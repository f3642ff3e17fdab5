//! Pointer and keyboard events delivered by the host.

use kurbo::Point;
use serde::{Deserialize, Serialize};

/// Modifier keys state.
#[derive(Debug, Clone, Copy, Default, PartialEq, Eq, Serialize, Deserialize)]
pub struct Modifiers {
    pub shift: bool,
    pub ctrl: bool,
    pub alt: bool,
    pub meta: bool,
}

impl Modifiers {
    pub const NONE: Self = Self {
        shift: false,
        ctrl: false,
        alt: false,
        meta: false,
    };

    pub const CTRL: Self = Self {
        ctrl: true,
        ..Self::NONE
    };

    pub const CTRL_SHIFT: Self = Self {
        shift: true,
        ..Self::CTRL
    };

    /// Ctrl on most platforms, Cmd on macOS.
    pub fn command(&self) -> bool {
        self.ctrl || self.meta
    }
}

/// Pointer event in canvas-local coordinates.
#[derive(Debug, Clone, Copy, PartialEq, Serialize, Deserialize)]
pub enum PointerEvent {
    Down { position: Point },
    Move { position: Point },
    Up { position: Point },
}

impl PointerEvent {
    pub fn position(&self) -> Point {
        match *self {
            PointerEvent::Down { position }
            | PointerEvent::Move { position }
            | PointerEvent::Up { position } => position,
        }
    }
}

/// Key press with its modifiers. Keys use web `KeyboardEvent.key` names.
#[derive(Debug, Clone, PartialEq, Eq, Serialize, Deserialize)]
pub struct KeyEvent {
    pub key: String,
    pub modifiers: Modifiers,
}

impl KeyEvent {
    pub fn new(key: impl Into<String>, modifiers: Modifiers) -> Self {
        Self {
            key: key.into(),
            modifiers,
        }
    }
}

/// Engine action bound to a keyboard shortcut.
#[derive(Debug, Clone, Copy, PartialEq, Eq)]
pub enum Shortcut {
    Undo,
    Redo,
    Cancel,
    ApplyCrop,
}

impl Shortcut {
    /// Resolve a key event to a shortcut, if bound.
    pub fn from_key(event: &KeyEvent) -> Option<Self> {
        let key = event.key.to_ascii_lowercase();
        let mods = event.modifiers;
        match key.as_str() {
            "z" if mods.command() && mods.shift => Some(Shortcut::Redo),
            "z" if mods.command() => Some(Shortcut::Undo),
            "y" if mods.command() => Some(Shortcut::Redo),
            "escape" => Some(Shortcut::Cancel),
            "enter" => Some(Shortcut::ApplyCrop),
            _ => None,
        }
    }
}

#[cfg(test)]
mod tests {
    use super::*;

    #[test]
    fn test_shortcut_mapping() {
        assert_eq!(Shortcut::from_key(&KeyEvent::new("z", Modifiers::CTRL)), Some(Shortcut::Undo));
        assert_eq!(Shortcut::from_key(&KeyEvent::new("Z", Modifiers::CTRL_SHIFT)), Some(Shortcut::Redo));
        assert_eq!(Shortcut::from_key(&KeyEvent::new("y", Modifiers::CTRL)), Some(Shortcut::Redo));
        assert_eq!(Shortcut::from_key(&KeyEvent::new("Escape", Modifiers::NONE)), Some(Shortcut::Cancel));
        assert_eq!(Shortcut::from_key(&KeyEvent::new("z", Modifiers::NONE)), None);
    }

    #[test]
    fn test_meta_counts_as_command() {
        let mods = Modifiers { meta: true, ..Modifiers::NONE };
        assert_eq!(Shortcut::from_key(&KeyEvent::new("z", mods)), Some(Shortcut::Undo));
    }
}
☆ ☆ ☆ ☆ ☆ ☆ ☆
Exercise requirements:
Every record must appear in the answer exactly as it appears above.

Response to the task:
repository f3642ff3e17fdab5
//! Pointer and keyboard events delivered by the host.

use kurbo::Point;
use serde::{Deserialize, Serialize};

/// Modifier keys state.
#[derive(Debug, Clone, Copy, Default, PartialEq, Eq, Serialize, Deserialize)]
pub struct Modifiers {
    pub shift: bool,
    pub ctrl: bool,
    pub alt: bool,
    pub meta: bool,
}

impl Modifiers {
    pub const NONE: Self = Self {
        shift: false,
        ctrl: false,
        alt: false,
        meta: false,
    };

    pub const CTRL: Self = Self {
        ctrl: true,
        ..Self::NONE
    };

    pub const CTRL_SHIFT: Self = Self {
        shift: true,
        ..Self::CTRL
    };

    /// Ctrl on most platforms, Cmd on macOS.
    pub fn command(&self) -> bool {
        self.ctrl || self.meta
    }
}

/// Pointer event in canvas-local coordinates.
#[derive(Debug, Clone, Copy, PartialEq, Serialize, Deserialize)]
pub enum PointerEvent {
    Down { position: Point },
    Move { position: Point },
    Up { position: Point },
}

impl PointerEvent {
    pub fn position(&self) -> Point {
        match *self {
            PointerEvent::Down { position }
            | PointerEvent::Move { position }
            | PointerEvent::Up { position } => position,
        }
    }
}

/// Key press with its modifiers. Keys use web `KeyboardEvent.key` names.
#[derive(Debug, Clone, PartialEq, Eq, Serialize, Deserialize)]
pub struct KeyEvent {
    pub key: String,
    pub modifiers: Modifiers,
}

impl KeyEvent {
    pub fn new(key: impl Into<String>, modifiers: Modifiers) -> Self {
        Self {
            key: key.into(),
            modifiers,
        }
    }
}

/// Engine action bound to a keyboard shortcut.
#[derive(Debug, Clone, Copy, PartialEq, Eq)]
pub enum Shortcut {
    Undo,
    Redo,
    Cancel,
    ApplyCrop,
}

impl Shortcut {
    /// Resolve a key event to a shortcut, if bound.
    pub fn from_key(event: &KeyEvent) -> Option<Self> {
        let key = event.key.to_ascii_lowercase();
        let mods = event.modifiers;
        match key.as_str() {
            "z" if mods.command() && mods.shift => Some(Shortcut::Redo),
            "z" if mods.command() => Some(Shortcut::Undo),
            "y" if mods.command() => Some(Shortcut::Redo),
            "escape" => Some(Shortcut::Cancel),
            "enter" => Some(Shortcut::ApplyCrop),
            _ => None,
        }
    }
}

#[cfg(test)]
mod tests {
    use super::*;

    #[test]
    fn test_shortcut_mapping() {
        assert_eq!(Shortcut::from_key(&KeyEvent::new("z", Modifiers::CTRL)), Some(Shortcut::Undo));
        assert_eq!(Shortcut::from_key(&KeyEvent::new("Z", Modifiers::CTRL_SHIFT)), Some(Shortcut::Redo));
        assert_eq!(Shortcut::from_key(&KeyEvent::new("y", Modifiers::CTRL)), Some(Shortcut::Redo));
        assert_eq!(Shortcut::from_key(&KeyEvent::new("Escape", Modifiers::NONE)), Some(Shortcut::Cancel));
        assert_eq!(Shortcut::from_key(&KeyEvent::new("z", Modifiers::NONE)), None);
    }

    #[test]
    fn test_meta_counts_as_command() {
        let mods = Modifiers { meta: true, ..Modifiers::NONE };
        assert_eq!(Shortcut::from_key(&KeyEvent::new("z", mods)), Some(Shortcut::Undo));
    }
}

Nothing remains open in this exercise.